Problem statement
Show each line from the records below in which the word "Option" occurs.

Top of Data under study

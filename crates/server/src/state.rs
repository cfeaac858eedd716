//! Shared facade state, wired once at the composition root.

use std::sync::Arc;
use std::time::SystemTime;

use corpus::Corpus;
use governance::sha256_hex;
use index::{Embedder, VectorIndex};
use kg::{KgManifest, SparqlClient};
use rag::RagPipeline;

use crate::config::FacadeConfig;
use crate::limit::RateLimiter;

/// Caller identity for rate limiting.
#[derive(Debug, Clone, PartialEq, Eq)]
pub enum Identity {
    Anonymous(String),
    Keyed(String),
}

impl Identity {
    pub fn bucket_key(&self) -> String {
        match self {
            Identity::Anonymous(ip) => format!("anon:{ip}"),
            Identity::Keyed(hash) => format!("key:{hash}"),
        }
    }
}

pub struct AppState {
    pub config: FacadeConfig,
    pub limiter: RateLimiter,
    pub in_flight: tokio::sync::Semaphore,
    pub corpus: Arc<Corpus>,
    pub index: Arc<VectorIndex>,
    pub embedder: Arc<dyn Embedder>,
    pub rag: Option<Arc<RagPipeline>>,
    pub sparql: Option<Arc<SparqlClient>>,
    pub kg_manifest: Option<KgManifest>,
    pub started_at: SystemTime,
}

impl AppState {
    pub fn new(
        config: FacadeConfig,
        corpus: Arc<Corpus>,
        index: Arc<VectorIndex>,
        embedder: Arc<dyn Embedder>,
    ) -> Self {
        let in_flight = tokio::sync::Semaphore::new(config.max_in_flight);
        Self {
            config,
            limiter: RateLimiter::new(),
            in_flight,
            corpus,
            index,
            embedder,
            rag: None,
            sparql: None,
            kg_manifest: None,
            started_at: SystemTime::now(),
        }
    }

    pub fn with_rag(mut self, rag: Arc<RagPipeline>) -> Self {
        self.rag = Some(rag);
        self
    }

    pub fn with_sparql(mut self, client: Arc<SparqlClient>, manifest: KgManifest) -> Self {
        self.sparql = Some(client);
        self.kg_manifest = Some(manifest);
        self
    }

    /// Resolve caller identity. A presented key must be known; a valid key
    /// is identified by its hash (the raw key never reaches logs or
    /// limiter state).
    pub fn identify(&self, api_key: Option<&str>, client_ip: &str) -> Result<Identity, ()> {
        match api_key {
            Some(key) => {
                if self.config.api_keys.contains(key) {
                    Ok(Identity::Keyed(sha256_hex(key.as_bytes())[..16].to_string()))
                } else {
                    Err(())
                }
            }
            None => Ok(Identity::Anonymous(client_ip.to_string())),
        }
    }

    /// The named graph queries run against, derived from the manifest.
    pub fn graph_iri(&self) -> Option<String> {
        self.kg_manifest
            .as_ref()
            .map(|m| ident::graph_iri(&m.digest))
    }
}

Bottom of Data under study

Solution to the problem
    pub rag: Option<Arc<RagPipeline>>,
    pub sparql: Option<Arc<SparqlClient>>,
    pub kg_manifest: Option<KgManifest>,
    pub fn identify(&self, api_key: Option<&str>, client_ip: &str) -> Result<Identity, ()> {
    pub fn graph_iri(&self) -> Option<String> {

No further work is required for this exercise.